ASSIGNED TASK – Copy out all lines from the entries below in which "PolicyArgs" occurs.

[Dataset entries]

********************

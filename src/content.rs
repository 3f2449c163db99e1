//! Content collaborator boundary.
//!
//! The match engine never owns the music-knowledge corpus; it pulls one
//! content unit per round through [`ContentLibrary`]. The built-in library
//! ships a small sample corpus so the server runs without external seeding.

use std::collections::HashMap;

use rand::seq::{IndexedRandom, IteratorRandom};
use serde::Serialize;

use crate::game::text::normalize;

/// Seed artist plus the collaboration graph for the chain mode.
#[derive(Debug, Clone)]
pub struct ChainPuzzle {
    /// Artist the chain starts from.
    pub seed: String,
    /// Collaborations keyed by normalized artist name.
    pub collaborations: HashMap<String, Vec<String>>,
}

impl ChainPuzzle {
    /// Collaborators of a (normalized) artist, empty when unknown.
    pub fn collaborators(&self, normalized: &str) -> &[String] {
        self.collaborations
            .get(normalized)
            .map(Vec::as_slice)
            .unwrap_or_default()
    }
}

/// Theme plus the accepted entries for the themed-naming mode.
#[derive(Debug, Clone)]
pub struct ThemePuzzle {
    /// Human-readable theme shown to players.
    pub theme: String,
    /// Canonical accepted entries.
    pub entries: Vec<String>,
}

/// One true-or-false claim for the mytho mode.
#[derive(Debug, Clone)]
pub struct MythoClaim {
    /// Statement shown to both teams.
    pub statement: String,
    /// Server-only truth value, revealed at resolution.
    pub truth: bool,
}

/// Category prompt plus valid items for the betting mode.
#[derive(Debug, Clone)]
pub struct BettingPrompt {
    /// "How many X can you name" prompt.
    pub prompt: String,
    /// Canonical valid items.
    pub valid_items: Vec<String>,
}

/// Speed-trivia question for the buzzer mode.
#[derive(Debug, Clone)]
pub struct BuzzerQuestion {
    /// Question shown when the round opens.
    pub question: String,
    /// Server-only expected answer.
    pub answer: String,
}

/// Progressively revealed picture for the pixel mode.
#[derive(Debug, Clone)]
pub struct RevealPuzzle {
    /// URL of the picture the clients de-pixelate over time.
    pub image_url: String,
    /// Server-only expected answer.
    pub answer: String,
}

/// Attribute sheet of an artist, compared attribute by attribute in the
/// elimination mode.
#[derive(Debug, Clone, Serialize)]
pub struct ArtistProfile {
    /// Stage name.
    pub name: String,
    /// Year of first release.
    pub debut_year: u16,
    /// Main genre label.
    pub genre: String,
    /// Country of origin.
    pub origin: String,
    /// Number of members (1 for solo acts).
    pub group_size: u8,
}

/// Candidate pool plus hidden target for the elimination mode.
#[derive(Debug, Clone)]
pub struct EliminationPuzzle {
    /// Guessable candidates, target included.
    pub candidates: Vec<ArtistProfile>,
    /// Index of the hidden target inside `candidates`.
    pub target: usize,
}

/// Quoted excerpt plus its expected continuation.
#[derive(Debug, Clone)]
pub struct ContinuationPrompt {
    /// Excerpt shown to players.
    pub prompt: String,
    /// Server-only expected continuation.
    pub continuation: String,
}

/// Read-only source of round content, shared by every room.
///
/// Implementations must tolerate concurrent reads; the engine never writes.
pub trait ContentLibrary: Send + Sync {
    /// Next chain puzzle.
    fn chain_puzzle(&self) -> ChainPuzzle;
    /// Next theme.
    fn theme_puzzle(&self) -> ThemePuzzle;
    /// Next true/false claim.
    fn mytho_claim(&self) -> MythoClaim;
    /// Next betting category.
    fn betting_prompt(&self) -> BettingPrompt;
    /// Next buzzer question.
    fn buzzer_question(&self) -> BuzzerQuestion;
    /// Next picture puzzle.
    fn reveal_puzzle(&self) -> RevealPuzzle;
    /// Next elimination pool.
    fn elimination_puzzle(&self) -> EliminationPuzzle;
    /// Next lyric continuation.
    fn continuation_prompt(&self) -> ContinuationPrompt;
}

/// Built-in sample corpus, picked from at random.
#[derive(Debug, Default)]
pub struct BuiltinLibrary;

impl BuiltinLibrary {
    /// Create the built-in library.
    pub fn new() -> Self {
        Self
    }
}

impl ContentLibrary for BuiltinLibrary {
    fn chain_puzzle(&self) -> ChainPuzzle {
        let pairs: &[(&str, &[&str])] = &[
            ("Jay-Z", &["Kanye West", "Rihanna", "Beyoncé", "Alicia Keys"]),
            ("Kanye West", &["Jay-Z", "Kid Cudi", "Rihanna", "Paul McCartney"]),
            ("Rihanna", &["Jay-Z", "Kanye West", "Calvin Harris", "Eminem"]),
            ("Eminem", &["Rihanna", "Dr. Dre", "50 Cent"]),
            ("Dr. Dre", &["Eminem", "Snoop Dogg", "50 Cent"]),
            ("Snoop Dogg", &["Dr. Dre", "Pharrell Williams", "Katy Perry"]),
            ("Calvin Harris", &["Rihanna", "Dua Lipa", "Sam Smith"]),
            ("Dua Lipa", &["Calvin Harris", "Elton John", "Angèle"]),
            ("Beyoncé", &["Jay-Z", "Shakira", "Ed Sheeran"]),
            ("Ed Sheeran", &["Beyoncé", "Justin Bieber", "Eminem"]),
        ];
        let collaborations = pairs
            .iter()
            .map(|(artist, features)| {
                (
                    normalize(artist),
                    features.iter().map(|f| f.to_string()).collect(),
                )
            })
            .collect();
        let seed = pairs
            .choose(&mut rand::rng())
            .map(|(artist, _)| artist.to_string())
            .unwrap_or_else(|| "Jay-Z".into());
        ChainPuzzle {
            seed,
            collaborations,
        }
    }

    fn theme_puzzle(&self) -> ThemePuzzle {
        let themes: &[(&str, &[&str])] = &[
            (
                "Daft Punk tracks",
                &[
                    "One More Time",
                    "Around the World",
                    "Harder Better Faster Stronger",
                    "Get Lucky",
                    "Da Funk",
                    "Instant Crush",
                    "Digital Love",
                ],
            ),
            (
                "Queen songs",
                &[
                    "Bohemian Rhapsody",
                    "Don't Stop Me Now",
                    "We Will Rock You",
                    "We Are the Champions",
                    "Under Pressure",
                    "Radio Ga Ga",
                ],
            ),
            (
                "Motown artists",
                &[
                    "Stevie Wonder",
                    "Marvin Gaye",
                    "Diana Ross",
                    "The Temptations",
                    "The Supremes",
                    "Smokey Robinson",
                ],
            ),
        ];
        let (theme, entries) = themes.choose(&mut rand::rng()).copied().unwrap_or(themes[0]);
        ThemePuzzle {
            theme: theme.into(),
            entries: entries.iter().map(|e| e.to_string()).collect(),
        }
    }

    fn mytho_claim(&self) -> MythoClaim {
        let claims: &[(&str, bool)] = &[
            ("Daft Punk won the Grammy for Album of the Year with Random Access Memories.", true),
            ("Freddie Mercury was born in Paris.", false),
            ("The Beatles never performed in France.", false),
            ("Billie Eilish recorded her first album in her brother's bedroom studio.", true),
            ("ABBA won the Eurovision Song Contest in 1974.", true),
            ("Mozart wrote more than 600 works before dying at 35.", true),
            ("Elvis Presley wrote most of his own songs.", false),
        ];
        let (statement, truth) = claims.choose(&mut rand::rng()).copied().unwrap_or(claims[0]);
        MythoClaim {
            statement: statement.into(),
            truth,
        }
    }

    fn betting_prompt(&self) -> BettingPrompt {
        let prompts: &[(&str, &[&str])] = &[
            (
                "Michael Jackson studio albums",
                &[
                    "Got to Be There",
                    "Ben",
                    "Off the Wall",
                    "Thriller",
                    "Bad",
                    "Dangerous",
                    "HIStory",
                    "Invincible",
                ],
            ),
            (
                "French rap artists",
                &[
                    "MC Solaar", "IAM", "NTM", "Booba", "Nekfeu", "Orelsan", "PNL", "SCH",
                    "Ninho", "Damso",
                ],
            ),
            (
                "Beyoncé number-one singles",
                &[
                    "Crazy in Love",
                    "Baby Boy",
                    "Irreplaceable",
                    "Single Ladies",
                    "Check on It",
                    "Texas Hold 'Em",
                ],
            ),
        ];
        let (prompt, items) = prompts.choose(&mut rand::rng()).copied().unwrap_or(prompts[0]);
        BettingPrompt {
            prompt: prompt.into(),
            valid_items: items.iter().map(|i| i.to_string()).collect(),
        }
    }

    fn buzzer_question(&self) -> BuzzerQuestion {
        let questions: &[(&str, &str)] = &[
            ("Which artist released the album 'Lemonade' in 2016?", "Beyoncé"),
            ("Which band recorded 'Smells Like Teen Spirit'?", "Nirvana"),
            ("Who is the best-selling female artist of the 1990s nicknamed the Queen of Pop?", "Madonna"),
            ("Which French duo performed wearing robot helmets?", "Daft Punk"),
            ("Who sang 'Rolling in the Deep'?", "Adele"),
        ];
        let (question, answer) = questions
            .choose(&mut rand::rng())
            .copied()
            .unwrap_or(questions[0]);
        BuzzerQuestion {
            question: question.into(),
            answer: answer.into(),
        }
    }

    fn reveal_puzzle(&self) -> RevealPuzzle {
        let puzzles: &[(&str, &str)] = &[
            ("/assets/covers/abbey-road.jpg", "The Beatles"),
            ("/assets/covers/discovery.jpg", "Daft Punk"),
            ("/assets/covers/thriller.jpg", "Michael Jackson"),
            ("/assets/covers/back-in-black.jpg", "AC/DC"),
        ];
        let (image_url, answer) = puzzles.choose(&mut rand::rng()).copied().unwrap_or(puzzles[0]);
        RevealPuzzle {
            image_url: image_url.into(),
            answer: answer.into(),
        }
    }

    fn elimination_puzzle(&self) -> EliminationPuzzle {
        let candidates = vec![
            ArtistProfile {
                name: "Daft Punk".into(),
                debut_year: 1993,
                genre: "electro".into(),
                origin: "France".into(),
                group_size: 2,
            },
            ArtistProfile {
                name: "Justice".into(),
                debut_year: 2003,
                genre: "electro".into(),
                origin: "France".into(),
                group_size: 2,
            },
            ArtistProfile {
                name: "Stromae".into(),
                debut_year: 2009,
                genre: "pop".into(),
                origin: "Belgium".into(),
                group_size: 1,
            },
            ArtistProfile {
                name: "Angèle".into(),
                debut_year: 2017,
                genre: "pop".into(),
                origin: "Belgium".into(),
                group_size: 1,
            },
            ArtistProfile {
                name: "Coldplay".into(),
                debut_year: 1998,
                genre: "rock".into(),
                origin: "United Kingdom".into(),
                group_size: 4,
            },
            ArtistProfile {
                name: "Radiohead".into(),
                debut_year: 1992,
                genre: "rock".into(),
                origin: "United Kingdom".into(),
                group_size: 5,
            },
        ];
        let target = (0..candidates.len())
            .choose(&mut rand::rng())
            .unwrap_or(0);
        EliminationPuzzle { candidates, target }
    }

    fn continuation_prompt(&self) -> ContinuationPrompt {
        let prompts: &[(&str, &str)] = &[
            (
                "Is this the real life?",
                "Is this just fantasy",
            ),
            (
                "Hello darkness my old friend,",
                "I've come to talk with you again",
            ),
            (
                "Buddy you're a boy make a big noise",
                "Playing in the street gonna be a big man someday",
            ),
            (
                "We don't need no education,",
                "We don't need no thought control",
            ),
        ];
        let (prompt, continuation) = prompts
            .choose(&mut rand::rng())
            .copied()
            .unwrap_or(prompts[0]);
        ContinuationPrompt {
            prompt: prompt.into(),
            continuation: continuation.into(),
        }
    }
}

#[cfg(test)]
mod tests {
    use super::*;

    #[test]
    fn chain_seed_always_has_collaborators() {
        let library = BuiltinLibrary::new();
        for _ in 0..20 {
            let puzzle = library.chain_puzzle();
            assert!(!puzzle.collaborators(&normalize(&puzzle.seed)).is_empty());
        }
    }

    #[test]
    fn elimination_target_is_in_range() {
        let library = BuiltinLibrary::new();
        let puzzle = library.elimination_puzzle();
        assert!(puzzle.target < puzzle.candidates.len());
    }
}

********************

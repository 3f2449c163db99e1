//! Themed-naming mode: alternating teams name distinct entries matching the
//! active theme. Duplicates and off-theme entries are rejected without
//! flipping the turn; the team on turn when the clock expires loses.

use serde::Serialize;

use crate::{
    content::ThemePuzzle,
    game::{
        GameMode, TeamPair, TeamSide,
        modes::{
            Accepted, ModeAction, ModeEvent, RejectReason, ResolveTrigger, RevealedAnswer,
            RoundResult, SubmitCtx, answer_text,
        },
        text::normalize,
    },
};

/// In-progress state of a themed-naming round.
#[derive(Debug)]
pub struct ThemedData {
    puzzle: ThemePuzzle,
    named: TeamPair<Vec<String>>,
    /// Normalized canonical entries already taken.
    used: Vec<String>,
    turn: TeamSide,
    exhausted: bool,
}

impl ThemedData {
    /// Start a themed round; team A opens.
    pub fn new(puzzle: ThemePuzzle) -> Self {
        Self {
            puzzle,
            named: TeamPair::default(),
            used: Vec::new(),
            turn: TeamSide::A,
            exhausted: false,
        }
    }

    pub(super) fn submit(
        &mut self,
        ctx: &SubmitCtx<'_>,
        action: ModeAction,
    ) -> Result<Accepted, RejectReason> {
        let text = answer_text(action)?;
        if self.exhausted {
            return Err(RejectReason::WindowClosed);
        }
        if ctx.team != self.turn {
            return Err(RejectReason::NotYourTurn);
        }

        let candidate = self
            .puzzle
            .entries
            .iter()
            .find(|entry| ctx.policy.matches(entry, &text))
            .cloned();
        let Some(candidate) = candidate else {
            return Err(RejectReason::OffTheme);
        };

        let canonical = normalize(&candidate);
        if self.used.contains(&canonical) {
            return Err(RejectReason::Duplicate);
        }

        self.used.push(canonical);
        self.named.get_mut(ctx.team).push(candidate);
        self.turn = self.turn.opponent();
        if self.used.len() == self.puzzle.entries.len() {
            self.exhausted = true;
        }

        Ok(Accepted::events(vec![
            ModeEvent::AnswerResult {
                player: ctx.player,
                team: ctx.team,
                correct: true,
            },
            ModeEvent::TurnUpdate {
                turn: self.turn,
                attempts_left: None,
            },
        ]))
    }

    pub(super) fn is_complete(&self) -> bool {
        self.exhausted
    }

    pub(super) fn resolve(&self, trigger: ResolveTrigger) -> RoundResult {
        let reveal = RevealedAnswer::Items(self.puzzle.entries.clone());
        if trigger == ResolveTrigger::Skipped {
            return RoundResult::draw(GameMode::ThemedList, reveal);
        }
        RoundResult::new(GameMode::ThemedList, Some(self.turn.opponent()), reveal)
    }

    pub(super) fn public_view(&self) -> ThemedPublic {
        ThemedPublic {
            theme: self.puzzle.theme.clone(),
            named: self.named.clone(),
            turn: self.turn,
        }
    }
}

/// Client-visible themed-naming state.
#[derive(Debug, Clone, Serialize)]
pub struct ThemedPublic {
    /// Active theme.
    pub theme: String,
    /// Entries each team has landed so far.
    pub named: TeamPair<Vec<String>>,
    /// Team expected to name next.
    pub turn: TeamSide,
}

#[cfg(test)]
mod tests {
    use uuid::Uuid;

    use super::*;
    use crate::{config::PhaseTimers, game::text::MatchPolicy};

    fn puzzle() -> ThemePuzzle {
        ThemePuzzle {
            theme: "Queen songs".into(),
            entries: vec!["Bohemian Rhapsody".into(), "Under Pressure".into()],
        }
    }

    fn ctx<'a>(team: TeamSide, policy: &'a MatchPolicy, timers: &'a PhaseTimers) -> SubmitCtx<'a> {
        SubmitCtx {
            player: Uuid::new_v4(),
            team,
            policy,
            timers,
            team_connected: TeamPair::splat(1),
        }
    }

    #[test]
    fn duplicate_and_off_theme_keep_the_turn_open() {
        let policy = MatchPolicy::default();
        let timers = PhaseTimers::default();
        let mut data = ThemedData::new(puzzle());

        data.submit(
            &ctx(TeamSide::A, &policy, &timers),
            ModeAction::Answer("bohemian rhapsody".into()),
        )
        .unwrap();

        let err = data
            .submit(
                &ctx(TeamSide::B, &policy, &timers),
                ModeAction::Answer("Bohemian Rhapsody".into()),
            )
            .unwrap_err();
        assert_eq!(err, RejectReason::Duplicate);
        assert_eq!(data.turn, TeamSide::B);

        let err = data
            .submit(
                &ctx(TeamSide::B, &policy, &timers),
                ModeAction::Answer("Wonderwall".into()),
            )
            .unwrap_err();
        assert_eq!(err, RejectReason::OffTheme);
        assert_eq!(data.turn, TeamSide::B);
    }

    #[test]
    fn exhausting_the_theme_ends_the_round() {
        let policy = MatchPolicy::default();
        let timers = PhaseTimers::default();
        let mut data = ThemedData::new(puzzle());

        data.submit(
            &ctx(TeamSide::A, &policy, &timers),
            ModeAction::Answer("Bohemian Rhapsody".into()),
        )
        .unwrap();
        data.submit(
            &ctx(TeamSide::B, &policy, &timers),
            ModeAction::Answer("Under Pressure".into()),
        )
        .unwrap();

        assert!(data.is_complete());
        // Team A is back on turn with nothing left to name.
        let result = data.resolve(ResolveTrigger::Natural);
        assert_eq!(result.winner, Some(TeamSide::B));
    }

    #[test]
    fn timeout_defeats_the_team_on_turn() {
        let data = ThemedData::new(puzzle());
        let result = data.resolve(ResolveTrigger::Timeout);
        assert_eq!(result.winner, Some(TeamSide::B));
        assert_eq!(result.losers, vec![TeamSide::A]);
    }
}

********************

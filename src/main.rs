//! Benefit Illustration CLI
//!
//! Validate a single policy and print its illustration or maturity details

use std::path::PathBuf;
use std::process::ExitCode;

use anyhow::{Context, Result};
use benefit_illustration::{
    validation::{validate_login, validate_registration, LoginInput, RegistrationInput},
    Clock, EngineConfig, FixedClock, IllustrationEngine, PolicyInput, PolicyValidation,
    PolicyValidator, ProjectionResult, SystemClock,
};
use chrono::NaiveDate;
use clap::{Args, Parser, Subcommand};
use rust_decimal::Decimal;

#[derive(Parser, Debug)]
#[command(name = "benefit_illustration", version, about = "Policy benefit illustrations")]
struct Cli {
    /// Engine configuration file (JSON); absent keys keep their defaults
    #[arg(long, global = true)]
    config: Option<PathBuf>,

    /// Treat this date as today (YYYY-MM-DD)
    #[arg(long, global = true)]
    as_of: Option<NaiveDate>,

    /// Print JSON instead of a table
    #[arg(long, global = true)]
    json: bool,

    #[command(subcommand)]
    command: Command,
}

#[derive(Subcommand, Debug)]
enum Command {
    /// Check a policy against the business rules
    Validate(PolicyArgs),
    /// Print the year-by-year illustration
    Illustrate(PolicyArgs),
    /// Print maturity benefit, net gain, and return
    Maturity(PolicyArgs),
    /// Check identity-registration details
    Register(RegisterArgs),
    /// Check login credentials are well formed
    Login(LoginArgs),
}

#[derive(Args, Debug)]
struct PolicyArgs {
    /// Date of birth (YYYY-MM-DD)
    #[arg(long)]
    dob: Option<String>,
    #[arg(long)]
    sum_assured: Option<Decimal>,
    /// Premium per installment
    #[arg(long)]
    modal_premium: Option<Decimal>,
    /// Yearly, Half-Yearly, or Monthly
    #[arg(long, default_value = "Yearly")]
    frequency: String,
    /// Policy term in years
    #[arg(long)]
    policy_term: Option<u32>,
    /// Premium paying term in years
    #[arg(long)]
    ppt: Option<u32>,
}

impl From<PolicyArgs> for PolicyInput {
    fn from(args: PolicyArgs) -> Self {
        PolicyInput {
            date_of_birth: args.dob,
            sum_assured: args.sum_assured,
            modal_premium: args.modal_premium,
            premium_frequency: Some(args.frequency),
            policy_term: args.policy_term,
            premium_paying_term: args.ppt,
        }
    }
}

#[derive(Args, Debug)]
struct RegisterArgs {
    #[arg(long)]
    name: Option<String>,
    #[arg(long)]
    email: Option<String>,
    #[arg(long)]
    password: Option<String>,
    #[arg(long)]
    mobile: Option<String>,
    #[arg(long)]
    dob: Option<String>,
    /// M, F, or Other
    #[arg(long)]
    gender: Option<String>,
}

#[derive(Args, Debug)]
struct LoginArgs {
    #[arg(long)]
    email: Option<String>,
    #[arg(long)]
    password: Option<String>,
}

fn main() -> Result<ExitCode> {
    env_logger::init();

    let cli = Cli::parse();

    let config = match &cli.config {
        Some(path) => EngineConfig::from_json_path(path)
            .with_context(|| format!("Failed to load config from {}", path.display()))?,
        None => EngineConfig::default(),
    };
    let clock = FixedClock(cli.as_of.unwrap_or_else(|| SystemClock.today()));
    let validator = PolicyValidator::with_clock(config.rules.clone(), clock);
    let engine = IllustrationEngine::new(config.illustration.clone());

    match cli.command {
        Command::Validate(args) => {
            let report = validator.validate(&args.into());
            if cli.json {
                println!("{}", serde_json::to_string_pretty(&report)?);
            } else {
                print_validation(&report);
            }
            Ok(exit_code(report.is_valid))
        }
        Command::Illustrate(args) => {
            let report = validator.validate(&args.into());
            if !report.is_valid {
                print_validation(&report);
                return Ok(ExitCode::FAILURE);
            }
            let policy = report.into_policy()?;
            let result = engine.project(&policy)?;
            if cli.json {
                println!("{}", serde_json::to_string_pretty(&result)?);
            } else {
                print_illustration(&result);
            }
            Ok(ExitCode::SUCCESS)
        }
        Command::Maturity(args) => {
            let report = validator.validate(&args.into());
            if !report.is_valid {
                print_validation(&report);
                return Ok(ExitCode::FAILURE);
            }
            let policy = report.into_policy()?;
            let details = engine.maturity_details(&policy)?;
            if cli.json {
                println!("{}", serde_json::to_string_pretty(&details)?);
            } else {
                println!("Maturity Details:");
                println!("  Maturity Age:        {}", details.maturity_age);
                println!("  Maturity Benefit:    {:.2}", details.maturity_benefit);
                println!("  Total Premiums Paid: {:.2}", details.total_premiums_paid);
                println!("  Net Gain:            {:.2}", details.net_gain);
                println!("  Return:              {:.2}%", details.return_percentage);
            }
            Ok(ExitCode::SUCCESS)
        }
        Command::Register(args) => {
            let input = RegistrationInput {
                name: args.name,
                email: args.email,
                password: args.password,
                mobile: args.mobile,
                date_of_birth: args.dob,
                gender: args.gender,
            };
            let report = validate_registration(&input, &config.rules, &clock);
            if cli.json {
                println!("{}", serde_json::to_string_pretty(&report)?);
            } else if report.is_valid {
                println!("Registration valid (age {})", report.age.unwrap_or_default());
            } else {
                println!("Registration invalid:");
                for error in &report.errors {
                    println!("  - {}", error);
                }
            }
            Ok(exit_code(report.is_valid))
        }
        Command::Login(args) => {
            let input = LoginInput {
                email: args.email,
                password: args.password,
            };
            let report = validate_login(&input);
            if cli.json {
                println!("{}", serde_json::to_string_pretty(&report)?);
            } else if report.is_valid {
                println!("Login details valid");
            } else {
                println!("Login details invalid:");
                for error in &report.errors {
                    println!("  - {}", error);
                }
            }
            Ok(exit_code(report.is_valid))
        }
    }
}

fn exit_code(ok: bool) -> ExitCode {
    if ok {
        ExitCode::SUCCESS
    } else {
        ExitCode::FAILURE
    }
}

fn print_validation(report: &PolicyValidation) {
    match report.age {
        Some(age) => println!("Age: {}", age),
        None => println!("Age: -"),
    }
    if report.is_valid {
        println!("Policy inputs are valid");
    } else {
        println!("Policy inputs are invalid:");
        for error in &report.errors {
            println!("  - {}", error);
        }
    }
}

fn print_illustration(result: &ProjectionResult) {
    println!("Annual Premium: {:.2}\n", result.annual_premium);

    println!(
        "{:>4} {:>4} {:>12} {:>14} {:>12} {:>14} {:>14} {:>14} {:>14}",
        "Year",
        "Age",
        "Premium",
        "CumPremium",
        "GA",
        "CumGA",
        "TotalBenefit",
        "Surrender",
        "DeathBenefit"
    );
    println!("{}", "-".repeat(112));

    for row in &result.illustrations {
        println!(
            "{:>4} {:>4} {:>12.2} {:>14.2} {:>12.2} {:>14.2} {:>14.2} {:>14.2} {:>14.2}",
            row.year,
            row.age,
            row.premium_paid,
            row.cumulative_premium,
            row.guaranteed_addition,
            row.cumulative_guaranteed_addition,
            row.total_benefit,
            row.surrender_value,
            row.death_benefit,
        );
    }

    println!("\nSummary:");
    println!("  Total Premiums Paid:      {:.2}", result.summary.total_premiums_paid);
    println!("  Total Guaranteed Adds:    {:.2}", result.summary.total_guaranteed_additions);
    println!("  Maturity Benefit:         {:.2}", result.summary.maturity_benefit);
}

********************

SOLUTION TO THE PROBLEM –
    Validate(PolicyArgs),
    Illustrate(PolicyArgs),
    Maturity(PolicyArgs),
struct PolicyArgs {
impl From<PolicyArgs> for PolicyInput {
    fn from(args: PolicyArgs) -> Self {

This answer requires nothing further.